I went with Adventure Consultants out of New Zealand. I found the mountain a great challenge with a nice mix of rock (up to 5.9), ice and snow. We had excellent weather and a strong team resulting in summiting 4 days ahead of schedule.
I left Denver for Katmandu on October 9 and arrived in Base Camp about 10 days later after taking our time acclimatizing during the trek in from Lukla. We established base camp in a beautiful grassy meadow at the terminal moraine of a glacier coming down from Ama Dablam. A stream provided fresh water.
We followed an aggressive acclimatization schedule on this climb. There was one trip to Camp 1 followed by a day climb to cache some gear below the Tower. After two nights at Camp 1, we returned to BC for two days rest and then left for the summit. We spent one night at each camp followed by one night at Camp 3 after the summit due to one member not feeling well enough to go lower.

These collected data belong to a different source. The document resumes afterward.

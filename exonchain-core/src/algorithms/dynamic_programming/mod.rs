//! Chaining of hits by dynamic programming.
//!
//! A [`DpPass`] works on the candidates of one contig/strand, indexed by part.
//! The forward recursion runs from the last part to the first:
//!
//! ```text
//! sums[i][j] = score(i, j) + max(
//!     end_cost(i, j),                                  // chain ends here
//!     max over reachable (k, m) of
//!         junction(j, m) + sums[k][m]                  // continue with m
//! )
//! ```
//!
//! with `i <= k < i + max_gap`. The [`PassMode::Coarse`] pass uses zero
//! terminal costs and zero junction scores to rank regions cheaply; the
//! [`PassMode::Spliced`] pass evaluates junctions with the
//! [`JunctionScorer`] and memoizes them in a [`JunctionCache`].

mod backtrack;
mod cache;
mod forward;
mod junction;
mod reduce;

pub use backtrack::ChainPath;
pub use cache::{JunctionCache, JunctionEntry};
pub use junction::{JunctionScorer, JunctionVariant};
pub use reduce::ReductionSummary;

use crate::algorithms::context::{ChainContext, PartCandidates};

/// Whether junctions are scored.
#[derive(Debug, Clone, Copy, PartialEq, Eq)]
pub enum PassMode {
    /// Zero junction and terminal costs; overlapping same-part hits are not
    /// chained
    Coarse,
    /// Junctions scored through splice profiles, with terminal costs
    Spliced,
}

/// One DP table cell.
#[derive(Debug, Clone, Copy, PartialEq, Eq)]
pub struct DpEntry {
    /// Best chain value starting at this hit, without the start cost
    pub sum: i64,
    pub start: i64,
    pub end: i64,
    pub query_start: usize,
    pub query_end: usize,
}

/// Dynamic programming pass over the candidates of one contig/strand.
pub struct DpPass<'c, 'a> {
    ctx: &'c ChainContext<'a>,
    mode: PassMode,
    hits: PartCandidates,
    table: Vec<Vec<DpEntry>>,
    cache: Option<JunctionCache>,
    best: Option<i64>,
    best_starts: Vec<(usize, usize)>,
}

impl<'c, 'a> DpPass<'c, 'a> {
    /// Create a pass; every part's candidates must be sorted by oriented
    /// start.
    #[must_use]
    pub fn new(ctx: &'c ChainContext<'a>, hits: PartCandidates, mode: PassMode) -> Self {
        debug_assert_eq!(hits.len(), ctx.parts());
        debug_assert!(hits
            .iter()
            .all(|list| list.windows(2).all(|w| w[0].span.start <= w[1].span.start)));
        Self {
            ctx,
            mode,
            hits,
            table: Vec::new(),
            cache: None,
            best: None,
            best_starts: Vec::new(),
        }
    }

    #[must_use]
    pub const fn mode(&self) -> PassMode {
        self.mode
    }

    #[must_use]
    pub fn hits(&self) -> &PartCandidates {
        &self.hits
    }

    #[must_use]
    pub fn into_hits(self) -> PartCandidates {
        self.hits
    }

    /// Total number of candidates
    #[must_use]
    pub fn hit_count(&self) -> usize {
        self.hits.iter().map(Vec::len).sum()
    }

    /// DP table of the last run, indexed like the candidates
    #[must_use]
    pub fn table(&self) -> &[Vec<DpEntry>] {
        &self.table
    }

    #[must_use]
    pub fn cache(&self) -> Option<&JunctionCache> {
        self.cache.as_ref()
    }

    /// Best chain value of the last run, including the start cost
    #[must_use]
    pub const fn best(&self) -> Option<i64> {
        self.best
    }

    /// Positions attaining [`DpPass::best`]
    #[must_use]
    pub fn best_starts(&self) -> &[(usize, usize)] {
        &self.best_starts
    }
}
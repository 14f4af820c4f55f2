use std::collections::HashMap;
use std::fs::File;
use std::io::{BufRead, BufReader};
use std::path::Path;

use bio::bio_types::strand::Strand;
use log::debug;

use crate::sequence::OrientedContig;
use crate::types::{ChainError, OrientedSpan};

/// Intron observed in transcript data, e.g. from split RNA-seq reads.
#[derive(Debug, Clone, Copy, PartialEq)]
pub struct Intron {
    pub strand: Strand,
    /// First intron base (1-based, inclusive)
    pub start: i64,
    /// Last intron base (1-based, inclusive)
    pub end: i64,
    /// Number of supporting reads
    pub reads: u32,
}

/// Known introns per contig.
#[derive(Debug, Clone, Default, PartialEq)]
pub struct KnownIntrons {
    by_contig: HashMap<String, Vec<Intron>>,
}

impl KnownIntrons {
    #[must_use]
    pub fn new() -> Self {
        Self::default()
    }

    pub fn insert(&mut self, contig: impl Into<String>, intron: Intron) {
        self.by_contig.entry(contig.into()).or_default().push(intron);
    }

    #[must_use]
    pub fn len(&self) -> usize {
        self.by_contig.values().map(Vec::len).sum()
    }

    #[must_use]
    pub fn is_empty(&self) -> bool {
        self.len() == 0
    }

    /// Read introns from a GFF file.
    ///
    /// Only features of type `intron` are used; the score column holds the
    /// number of supporting reads (`.` counts as one read).
    ///
    /// # Errors
    ///
    /// Returns [`ChainError::Io`] on read failures and [`ChainError::Parse`]
    /// for malformed intron lines.
    pub fn read_gff<P: AsRef<Path>>(path: P) -> Result<Self, ChainError> {
        let reader = BufReader::new(File::open(path.as_ref())?);
        let mut introns = Self::new();
        for (number, line) in reader.lines().enumerate() {
            let line = line?;
            if line.starts_with('#') || line.trim().is_empty() {
                continue;
            }
            let fields: Vec<&str> = line.split('\t').collect();
            if fields.len() < 7 || fields[2] != "intron" {
                continue;
            }
            let parse_error =
                |what: &str| ChainError::Parse(format!("line {}: invalid {what}", number + 1));
            let start = fields[3].parse().map_err(|_| parse_error("start"))?;
            let end = fields[4].parse().map_err(|_| parse_error("end"))?;
            let reads = match fields[5] {
                "." => 1,
                value => value
                    .parse::<f64>()
                    .map_err(|_| parse_error("score"))?
                    .max(0.0)
                    .round() as u32,
            };
            let strand = match fields[6] {
                "+" => Strand::Forward,
                "-" => Strand::Reverse,
                _ => return Err(parse_error("strand")),
            };
            introns.insert(
                fields[0],
                Intron {
                    strand,
                    start,
                    end,
                    reads,
                },
            );
        }
        debug!(
            "Read {} introns from {}",
            introns.len(),
            path.as_ref().display()
        );
        Ok(introns)
    }

    /// Oriented spans of the introns on `contig` with at least `min_reads`
    /// supporting reads.
    #[must_use]
    pub fn oriented(&self, contig: &OrientedContig<'_>, min_reads: u32) -> Vec<OrientedSpan> {
        self.by_contig
            .get(contig.id())
            .map(|introns| {
                introns
                    .iter()
                    .filter(|i| i.reads >= min_reads && i.strand == contig.strand())
                    .map(|i| contig.to_oriented(i.start, i.end))
                    .collect()
            })
            .unwrap_or_default()
    }
}

#[cfg(test)]
mod tests {
    use std::io::Write;

    use super::*;

    #[test]
    fn test_read_gff() {
        let mut file = tempfile::NamedTempFile::new().unwrap();
        writeln!(file, "##gff-version 3").unwrap();
        writeln!(file, "chr1\trna\tintron\t101\t200\t12\t+\t.\t.").unwrap();
        writeln!(file, "chr1\trna\texon\t1\t100\t.\t+\t.\t.").unwrap();
        writeln!(file, "chr1\trna\tintron\t301\t400\t.\t-\t.\t.").unwrap();

        let introns = KnownIntrons::read_gff(file.path()).unwrap();
        assert_eq!(introns.len(), 2);

        let sequence = vec![b'A'; 1000];
        let forward = OrientedContig::new("chr1", &sequence, Strand::Forward);
        assert_eq!(introns.oriented(&forward, 1), vec![OrientedSpan::new(100, 200)]);
        assert!(introns.oriented(&forward, 20).is_empty());

        let reverse = OrientedContig::new("chr1", &sequence, Strand::Reverse);
        assert_eq!(introns.oriented(&reverse, 1), vec![OrientedSpan::new(600, 700)]);
    }

    #[test]
    fn test_read_gff_invalid_strand() {
        let mut file = tempfile::NamedTempFile::new().unwrap();
        writeln!(file, "chr1\trna\tintron\t101\t200\t1\t?\t.\t.").unwrap();
        assert!(matches!(
            KnownIntrons::read_gff(file.path()),
            Err(ChainError::Parse(_))
        ));
    }
}
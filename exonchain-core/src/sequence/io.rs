use std::fs::File;
use std::path::Path;

use bio::io::fasta;
use log::debug;

use crate::sequence::genome::InMemoryGenome;
use crate::types::ChainError;

/// Load every record of a FASTA file into an [`InMemoryGenome`].
///
/// Record ids become contig ids; descriptions are ignored.
///
/// # Errors
///
/// Returns [`ChainError::Io`] if the file cannot be opened and
/// [`ChainError::Parse`] for malformed records or duplicate ids.
pub fn read_genome<P: AsRef<Path>>(path: P) -> Result<InMemoryGenome, ChainError> {
    let file = File::open(path.as_ref())?;
    let reader = fasta::Reader::new(file);
    let mut genome = InMemoryGenome::new();

    for result in reader.records() {
        let record = result.map_err(|e| ChainError::Parse(e.to_string()))?;
        let id = record.id().to_string();
        if genome.contains(&id) {
            return Err(ChainError::Parse(format!("duplicate contig id '{id}'")));
        }
        genome.insert(id, record.seq().to_vec());
    }

    debug!(
        "Loaded {} contigs from {}",
        genome.len(),
        path.as_ref().display()
    );
    Ok(genome)
}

Camp 1 was at 18,500 and took about 3 hours to reach with boulder scrambling required at the end. It is perched on a rocky area just below a steep ridge. It was well protected but very steep and dangerous.

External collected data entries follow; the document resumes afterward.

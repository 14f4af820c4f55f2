use bio::bio_types::strand::Strand;
use exonchain_core::algorithms::context::{sort_candidates, Candidate, ChainContext, PartCandidates};
use exonchain_core::algorithms::dynamic_programming::{DpPass, PassMode};
use exonchain_core::align::SubstitutionAligner;
use exonchain_core::config::ScoringConfig;
use exonchain_core::hit::{Hit, HitRecord, Part, Transcript};
use exonchain_core::sequence::{GeneticCode, OrientedContig};
use exonchain_core::solution::{Solution, SolutionQueue};
use exonchain_core::splice::SpliceSiteModel;
use proptest::prelude::*;

const PARTS: usize = 4;
const CONTIG_LENGTH: usize = 20_000;
const SPLICED_CONTIG_LENGTH: usize = 6_000;

/// `(part, start, residues, score)` of a generated hit
type HitSpec = (usize, i64, usize, i64);

fn hit_spec() -> impl Strategy<Value = HitSpec> {
    (0..PARTS, 1_i64..19_000, 1_usize..10, 1_i64..200)
}

fn spliced_hit_spec() -> impl Strategy<Value = HitSpec> {
    (0..PARTS, 1_i64..5_900, 1_usize..10, 1_i64..200)
}

/// Pseudo-random bases, so reading frames close at stop codons
fn create_test_contig(seed: u64, length: usize) -> Vec<u8> {
    let mut state = seed | 1;
    (0..length)
        .map(|_| {
            state ^= state << 13;
            state ^= state >> 7;
            state ^= state << 17;
            b"ACGT"[(state >> 32) as usize % 4]
        })
        .collect()
}

fn create_test_hit((part, start, residues, score): HitSpec) -> Hit {
    let aligned = "A".repeat(residues);
    Hit::from_record(HitRecord {
        part,
        contig: "chr1".to_string(),
        target_start: start,
        target_end: start + 3 * residues as i64 - 1,
        query_start: 1,
        query_end: residues,
        query_length: 10,
        score,
        aligned_query: aligned.clone(),
        aligned_target: aligned,
    })
    .unwrap()
}

fn with_context<R>(f: impl FnOnce(&ChainContext<'_>) -> R) -> R {
    with_sequence(&vec![b'G'; CONTIG_LENGTH], f)
}

fn with_sequence<R>(sequence: &[u8], f: impl FnOnce(&ChainContext<'_>) -> R) -> R {
    let parts = (0..PARTS)
        .map(|p| Part::new(format!("e{p}"), "A".repeat(10)))
        .collect();
    let transcript = Transcript::new("t1", parts).unwrap();
    let contig = OrientedContig::new("chr1", sequence, Strand::Forward);
    let scoring = ScoringConfig::default();
    let aligner = SubstitutionAligner::default();
    let code = GeneticCode::standard();
    let model = SpliceSiteModel::Consensus;
    let ctx = ChainContext {
        transcript: &transcript,
        scoring: &scoring,
        contig: &contig,
        aligner: &aligner,
        code: &code,
        splice_model: &model,
    };
    f(&ctx)
}

fn candidates(ctx: &ChainContext<'_>, specs: &[HitSpec]) -> PartCandidates {
    let mut hits: PartCandidates = vec![Vec::new(); PARTS];
    for &spec in specs {
        hits[spec.0].push(Candidate::new(create_test_hit(spec), ctx.contig).unwrap());
    }
    sort_candidates(&mut hits);
    hits
}

fn create_test_solution(score: i64, start: i64) -> Solution {
    let sequence = vec![b'G'; CONTIG_LENGTH];
    let contig = OrientedContig::new("chr1", &sequence, Strand::Forward);
    let hit = create_test_hit((0, start, 3, 10));
    let chain = vec![Candidate::new(hit, &contig).unwrap()];
    Solution::from_chain(&contig, chain, score, false, false)
}

proptest! {
    #![proptest_config(ProptestConfig::with_cases(64))]

    #[test]
    fn chain_sums_cover_hit_scores(specs in prop::collection::vec(hit_spec(), 1..30)) {
        with_context(|ctx| {
            let mut pass = DpPass::new(ctx, candidates(ctx, &specs), PassMode::Coarse);
            let best = pass.run();
            let max_score = specs.iter().map(|s| s.3).max();
            prop_assert!(best >= max_score);
            for (part, row) in pass.table().iter().enumerate() {
                for (index, entry) in row.iter().enumerate() {
                    prop_assert!(entry.sum >= pass.hits()[part][index].hit.score);
                }
            }
            Ok(())
        })?;
    }

    #[test]
    fn adding_a_hit_never_lowers_the_best(
        specs in prop::collection::vec(hit_spec(), 1..20),
        extra in hit_spec(),
    ) {
        with_context(|ctx| {
            let before = DpPass::new(ctx, candidates(ctx, &specs), PassMode::Coarse).run();
            let mut extended = specs.clone();
            extended.push(extra);
            let after = DpPass::new(ctx, candidates(ctx, &extended), PassMode::Coarse).run();
            prop_assert!(after >= before);
            Ok(())
        })?;
    }

    #[test]
    fn reduction_is_idempotent(
        specs in prop::collection::vec(hit_spec(), 1..30),
        fraction in 0.0_f64..=1.0,
    ) {
        with_context(|ctx| {
            let mut pass = DpPass::new(ctx, candidates(ctx, &specs), PassMode::Coarse);
            let best = pass.run().unwrap();
            let threshold = best as f64 * fraction;
            let first = pass.reduce(threshold);
            prop_assert!(first.after >= 1);
            let second = pass.reduce(threshold);
            prop_assert_eq!(second.before, first.after);
            prop_assert_eq!(second.after, first.after);
            prop_assert_eq!(pass.best(), Some(best));
            Ok(())
        })?;
    }

    #[test]
    fn traced_chains_attain_the_best(specs in prop::collection::vec(hit_spec(), 1..30)) {
        with_context(|ctx| {
            let mut pass = DpPass::new(ctx, candidates(ctx, &specs), PassMode::Coarse);
            let best = pass.run();
            let chains = pass.best_chains();
            prop_assert!(!chains.is_empty());
            for chain in chains {
                prop_assert_eq!(Some(chain.value), best);
                prop_assert_eq!(pass.chain_value(&chain.steps), best);
                for pair in chain.steps.windows(2) {
                    let ((i, j), (k, m)) = (pair[0], pair[1]);
                    prop_assert!(k >= i);
                    prop_assert!(pass.is_reachable(i, j, k, m));
                }
            }
            Ok(())
        })?;
    }

    #[test]
    fn spliced_chains_include_junction_and_terminal_costs(
        seed in any::<u64>(),
        specs in prop::collection::vec(spliced_hit_spec(), 1..24),
    ) {
        let sequence = create_test_contig(seed, SPLICED_CONTIG_LENGTH);
        with_sequence(&sequence, |ctx| {
            let mut hits = candidates(ctx, &specs);
            for candidate in hits.iter_mut().flatten() {
                candidate.prepare(ctx);
            }
            let mut pass = DpPass::new(ctx, hits, PassMode::Spliced);
            let best = pass.run().unwrap();
            for (part, row) in pass.table().iter().enumerate() {
                for (index, entry) in row.iter().enumerate() {
                    let floor = pass.hits()[part][index].hit.score + pass.end_cost(part, index);
                    prop_assert!(entry.sum >= floor);
                }
            }
            let chains = pass.best_chains();
            prop_assert!(!chains.is_empty());
            for chain in &chains {
                prop_assert_eq!(pass.chain_value(&chain.steps), Some(best));
            }

            let first = pass.reduce(best as f64);
            let second = pass.reduce(best as f64);
            prop_assert_eq!(second.before, first.after);
            prop_assert_eq!(second.after, first.after);
            prop_assert_eq!(pass.best(), Some(best));
            for chain in pass.best_chains() {
                prop_assert_eq!(pass.chain_value(&chain.steps), Some(best));
            }
            Ok(())
        })?;
    }

    #[test]
    fn queue_keeps_the_top_scores(
        scores in prop::collection::vec(-100_i64..100, 0..40),
        capacity in 1_usize..6,
    ) {
        let mut queue = SolutionQueue::new(capacity);
        for (index, &score) in scores.iter().enumerate() {
            queue.push(create_test_solution(score, 1 + 30 * index as i64));
        }
        let kept: Vec<i64> = queue.into_sorted_vec().iter().map(|s| s.score).collect();

        let mut expected = scores.clone();
        expected.sort_unstable_by(|a, b| b.cmp(a));
        expected.truncate(capacity);
        prop_assert_eq!(kept, expected);
    }
}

The primary technical climbing is between Camps 1 and 2 and Camps 2 and 3 with steep snow slopes from Camp 3 to the summit. The "tower" between 1 and 2 is the most challenging and this year there was little ice or snow so it was nice rock. We pulled our packs up the tower to allow us to climb with more freedom. With our crampons still on, it was truly mixed climbing on the fixed ropes. Our Sherpas fixed the ropes and hauled our packs up the Tower.

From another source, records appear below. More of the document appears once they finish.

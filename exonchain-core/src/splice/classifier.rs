use std::fmt;

use crate::types::ChainError;

/// Log-likelihood model scoring fixed-length windows around a splice site.
pub trait SiteClassifier: Send + Sync + fmt::Debug {
    /// Window length in bases
    fn window(&self) -> usize;

    /// Position of the exon boundary within the window
    fn site_offset(&self) -> usize;

    /// Minimum score of a reported site
    fn threshold(&self) -> f64;

    /// Score of a window of exactly [`SiteClassifier::window`] bases
    fn score(&self, window: &[u8]) -> f64;
}

const fn nucleotide_index(base: u8) -> Option<usize> {
    match base {
        b'A' | b'a' => Some(0),
        b'C' | b'c' => Some(1),
        b'G' | b'g' => Some(2),
        b'T' | b't' | b'U' | b'u' => Some(3),
        _ => None,
    }
}

/// Position weight matrix of log-odds scores against a uniform background.
///
/// # Examples
///
/// ```rust
/// use exonchain_core::splice::{PositionWeightMatrix, SiteClassifier};
///
/// let sites: [&[u8]; 3] = [b"AGGTAAGT", b"CAGTAAGA", b"AGGTGAGT"];
/// let pwm = PositionWeightMatrix::from_sites(&sites, 2, 0.0, 0.5)?;
/// assert!(pwm.score(b"AGGTAAGT") > pwm.score(b"TTCCTTCC"));
/// # Ok::<(), exonchain_core::types::ChainError>(())
/// ```
#[derive(Debug, Clone, PartialEq)]
pub struct PositionWeightMatrix {
    weights: Vec<[f64; 4]>,
    site_offset: usize,
    threshold: f64,
}

impl PositionWeightMatrix {
    /// # Errors
    ///
    /// Returns [`ChainError::InvalidConfig`] for an empty matrix or a site
    /// offset outside the window.
    pub fn new(
        weights: Vec<[f64; 4]>,
        site_offset: usize,
        threshold: f64,
    ) -> Result<Self, ChainError> {
        if weights.is_empty() || site_offset > weights.len() {
            return Err(ChainError::InvalidConfig(format!(
                "site offset {site_offset} outside a window of {}",
                weights.len()
            )));
        }
        Ok(Self {
            weights,
            site_offset,
            threshold,
        })
    }

    /// Estimate log2-odds weights from aligned example sites.
    ///
    /// # Errors
    ///
    /// Fails when no sites are given or they differ in length.
    pub fn from_sites(
        sites: &[&[u8]],
        site_offset: usize,
        threshold: f64,
        pseudocount: f64,
    ) -> Result<Self, ChainError> {
        let width = sites.first().map_or(0, |s| s.len());
        if width == 0 || sites.iter().any(|s| s.len() != width) {
            return Err(ChainError::InvalidConfig(
                "training sites must be non-empty and of equal length".to_string(),
            ));
        }
        let mut counts = vec![[pseudocount; 4]; width];
        for site in sites {
            for (position, &base) in site.iter().enumerate() {
                if let Some(index) = nucleotide_index(base) {
                    counts[position][index] += 1.0;
                }
            }
        }
        let weights = counts
            .into_iter()
            .map(|row| {
                let total: f64 = row.iter().sum();
                row.map(|c| {
                    if total > 0.0 && c > 0.0 {
                        (4.0 * c / total).log2()
                    } else {
                        f64::NEG_INFINITY
                    }
                })
            })
            .collect();
        Self::new(weights, site_offset, threshold)
    }
}

impl SiteClassifier for PositionWeightMatrix {
    fn window(&self) -> usize {
        self.weights.len()
    }

    fn site_offset(&self) -> usize {
        self.site_offset
    }

    fn threshold(&self) -> f64 {
        self.threshold
    }

    fn score(&self, window: &[u8]) -> f64 {
        self.weights
            .iter()
            .zip(window)
            .map(|(row, &base)| match nucleotide_index(base) {
                Some(index) => row[index],
                None => row.iter().copied().fold(f64::INFINITY, f64::min),
            })
            .sum()
    }
}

Camp 2 sits atop a rock pillar. There is barely enough room for two tents. There are extreme drop-offs on all sides. When the wind blew, it was incredibly cold. We quickly ate before sunset when it really got cold!
The 70-degree couloir between Camps 2 and 3 was fun and required attention to detail since there was extreme exposure. It was mostly ice with a few spaces of bare rock. It was not as difficult as the tower. From here we followed narrow snow ridges to Camp 3 which was on a relatively flat snow field just below the big snow mushroom everyone sees from the Khumbu. We got a good nights sleep and left for the summit about sunrise.
The summit climb was very cold. The route was mostly straight up but not technically difficult. Similar to the other climbing days, it was about a 5-hour climb up then about 4 down. We used the fixed ropes set by our Sherpas.
The summit was awesome on our clear, dry day. The wind was howling and the temps cold but the views of Everest, Lhotse and Maklu were great. We stayed at Camp 3 that night and returned to Base Camp the following day.
I trained seriously for the previous 6 months. In training for Cho Oyu, I mostly ran and got climbing experience in the Alps. Generally speaking, my level of fitness was
acceptable for that climb but I often felt that I need more upper body strength. So for Ama Dablam I added weight training to my regiment resulting in an additional 15 pounds of muscle to my upper body. I think this helped my overall strength. Also I ran a 5-mile course at 5,000 feet 3 times a week. Finally, I climbed the local Rocky Mountain peaks such as Longs Peak in Colorado and The Grand Teton in Wyoming.
I believe my training helped during this climb since I rarely felt leg weary, had headaches or other health difficulties. Even though I lost 15 pounds (mostly muscle so I have to
start over again!) and got very minor frostbite on my fingertips, I never felt better after a climb!